Следующая фаза распада раскрывается Леблом с ошеломляющей смелостью, до упора: полуголый Тригорин срывает яблоки, вырывая с корнем и деревце, они напиваются вместе с Машей (замечательная Магдалена Сидонова), и та, судя по всему (а может, и у Чехова так?), с ним спуталась. Заречной приходится вручать медальон с посвящением своему напившемуся идолу два раза, поскольку он сразу его роняет. И мы, понимая, что вместе с медальоном она предлагает ему и свою жизнь, ощущаем боль за нее в этой неловкой ситуации. Аркадина в большой сцене с Тригориным впивается в него кровожадным поцелуем, наглядно подтверждая, что женщина-вамп произошла от вампира.
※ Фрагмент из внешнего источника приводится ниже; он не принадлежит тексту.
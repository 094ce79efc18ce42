//! Shared startup logic used by every front-end.
//!
//! resolve source -> fetch/read CSV -> normalize -> table
//!
//! The CLI, the TUI and the HTTP server then only differ in presentation.

use crate::cli::DataArgs;
use crate::cli::picker::prompt_for_dataset;
use crate::data::{DatasetClient, SalesTable, source_from_env};
use crate::domain::{DashboardConfig, DataSource};
use crate::error::AppError;

/// Build the run configuration from the data flags.
///
/// `--pick` prompts on stdin, so it must run before any terminal UI starts.
pub fn config_from_args(args: &DataArgs) -> Result<DashboardConfig, AppError> {
    let source = if args.pick {
        DataSource::Path(prompt_for_dataset()?)
    } else {
        source_from_env(args.data.as_deref())
    };

    Ok(DashboardConfig { source })
}

/// Load the dataset once. Failure is fatal for the caller.
pub fn load_table(config: &DashboardConfig) -> Result<SalesTable, AppError> {
    tracing::info!(source = %config.source, "loading dataset");

    let client = DatasetClient::new()?;
    let table = client.load(&config.source)?;

    let (first, last) = table.year_range();
    tracing::info!(rows = table.len(), first_year = first, last_year = last, "dataset ready");
    Ok(table)
}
И в памяти невольно возникает реплика Войцева: «Добрый вечер, кошмарная компания!» — И: доброй ночи!
Четвертое действие, спустя два года и после антракта, полностью решенное в больнично-санаторном белом цвете, принадлежит уже призракам, вечности, смерти (и смирению перед их лицом?).
Часть действия играется за прозрачным белоснежным занавесом. Работающие на авансцене вентиляторы раздувают воздух, и от его дуновения (смерти?) ткань занавеса посмертной маской прилипает к лицу Тригорина. К доктору Дорну (все понимающий Леош Сухаржипа), единственному персонажу, у которого с самого начала нет грима, присоединяется «разгримированный», человеческий пациент (покойник?) Сорин, как контраст все более невероятным нарядам призрачных идолов. Светильник косо зависает в пространстве — в безвременье; деревянный ангел, поддерживающий стол Треплева, становится ангелом смерти; стол превращается в катафалк.
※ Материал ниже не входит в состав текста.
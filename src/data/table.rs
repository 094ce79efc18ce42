//! Immutable in-memory sales table.

use std::collections::BTreeSet;

use crate::domain::SalesRecord;
use crate::error::AppError;

/// The loaded dataset.
///
/// Built once at startup and then only read. Distinct years are computed at
/// construction so the year dropdown never has to rescan the records.
#[derive(Debug, Clone)]
pub struct SalesTable {
    records: Vec<SalesRecord>,
    columns: Vec<String>,
    years: Vec<i32>,
}

impl SalesTable {
    /// Build a table from already-parsed records.
    ///
    /// `columns` are the normalized header names of the source, kept for
    /// diagnostics. An empty record list is rejected.
    pub fn new(records: Vec<SalesRecord>, columns: Vec<String>) -> Result<Self, AppError> {
        if records.is_empty() {
            return Err(AppError::new(3, "Dataset contains no rows."));
        }

        let years = records
            .iter()
            .map(|r| r.year)
            .collect::<BTreeSet<_>>()
            .into_iter()
            .collect();

        Ok(Self {
            records,
            columns,
            years,
        })
    }

    pub fn records(&self) -> &[SalesRecord] {
        &self.records
    }

    pub fn columns(&self) -> &[String] {
        &self.columns
    }

    /// Distinct years, ascending.
    pub fn years(&self) -> &[i32] {
        &self.years
    }

    /// `(min, max)` year of the table.
    pub fn year_range(&self) -> (i32, i32) {
        // `new` rejects empty tables, so `years` always has at least one entry.
        let first = self.years.first().copied().unwrap_or_default();
        let last = self.years.last().copied().unwrap_or(first);
        (first, last)
    }

    pub fn len(&self) -> usize {
        self.records.len()
    }

    pub fn is_empty(&self) -> bool {
        self.records.is_empty()
    }

    /// Records flagged as recession periods within `year`.
    pub fn recession_rows(&self, year: i32) -> Vec<&SalesRecord> {
        self.records
            .iter()
            .filter(|r| r.is_recession() && r.year == year)
            .collect()
    }
}

/// Test helper: build a record with the fields the report rules look at.
#[cfg(test)]
pub(crate) fn record(
    year: i32,
    month: &str,
    recession: u8,
    vehicle_type: &str,
    sales: f64,
    advertising: f64,
    unemployment: f64,
) -> SalesRecord {
    SalesRecord {
        year,
        month: month.to_string(),
        recession,
        vehicle_type: vehicle_type.to_string(),
        automobile_sales: sales,
        advertising_expenditure: advertising,
        unemployment_rate: unemployment,
    }
}

/// Test helper: table with the required columns only.
#[cfg(test)]
pub(crate) fn table(records: Vec<SalesRecord>) -> SalesTable {
    let columns = crate::domain::Column::REQUIRED
        .iter()
        .map(|c| c.name().to_string())
        .collect();
    SalesTable::new(records, columns).expect("test table must not be empty")
}

#[cfg(test)]
mod tests {
    use super::*;

    #[test]
    fn years_are_distinct_and_sorted() {
        let t = table(vec![
            record(1982, "Jan", 1, "Sedan", 10.0, 1.0, 5.0),
            record(1980, "Feb", 0, "Sedan", 10.0, 1.0, 5.0),
            record(1982, "Mar", 0, "Sedan", 10.0, 1.0, 5.0),
        ]);
        assert_eq!(t.years(), &[1980, 1982]);
        assert_eq!(t.year_range(), (1980, 1982));
    }

    #[test]
    fn empty_table_is_rejected() {
        let err = SalesTable::new(Vec::new(), Vec::new()).unwrap_err();
        assert_eq!(err.exit_code(), 3);
    }

    #[test]
    fn recession_rows_filter_flag_and_year() {
        let t = table(vec![
            record(1980, "Jan", 1, "Sedan", 10.0, 1.0, 5.0),
            record(1980, "Feb", 0, "Sedan", 10.0, 1.0, 5.0),
            record(1981, "Jan", 1, "Sedan", 10.0, 1.0, 5.0),
        ]);
        let rows = t.recession_rows(1980);
        assert_eq!(rows.len(), 1);
        assert_eq!(rows[0].month, "Jan");
    }
}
Заречная и Треплев просто до отчаяния живые и настоящие: Нина вся в черном, вместе с тюрбаном снимает с головы и кудри блондинки. Каскад густых русых волос, защитные позы и жесты, беззащитные эмоции — щемящее чувство одиночества и потребность самой интимной близости, нежность и отвага: страстное, отчаянное переплетение тел, так что перехватывает дыхание. Нинин укус — и разъединение; окончательное. Она — с коготком, увязшим в театре, растерянно прячется за фальшивыми манерами артистки. Он (поразительный Радек Голуб) окончательно и бесповоротно погружается на дно своей хрупкой, отчаявшейся и потерянной души. Достаточно заглянуть в его глаза. Свое наследство он рвет зубами — руки его будто парализовало, и вообще удивительно, что он вообще сможет застрелиться... Крик чайки.
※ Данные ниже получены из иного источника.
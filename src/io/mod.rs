//! Input/output helpers.
//!
//! - CSV ingest + column normalization (`ingest`)
//! - report exports (JSON + SVG) (`export`)

pub mod export;
pub mod ingest;

pub use export::*;
pub use ingest::*;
Постановка «Чайки» для меня — абсолютный театр, в котором Петр Лебл вместе со своей труппой пока продвинулся дальше других в диалоге с Музами, для которого он предназначен более чем кто-либо другой. В том процессе раскрытия тайны Чехова, которым живет современный европейский театр, эта постановка, по моему мнению, имеет принципиальное значение.
Перевод с чешского Ольги Савченко (Москва).
Примечания
1. Ладислав Строупежницкий (1850—1892) — чешский драматург. С 1882 г. до конца своей жизни работал в Национальном театре (Прага). — Прим. ред.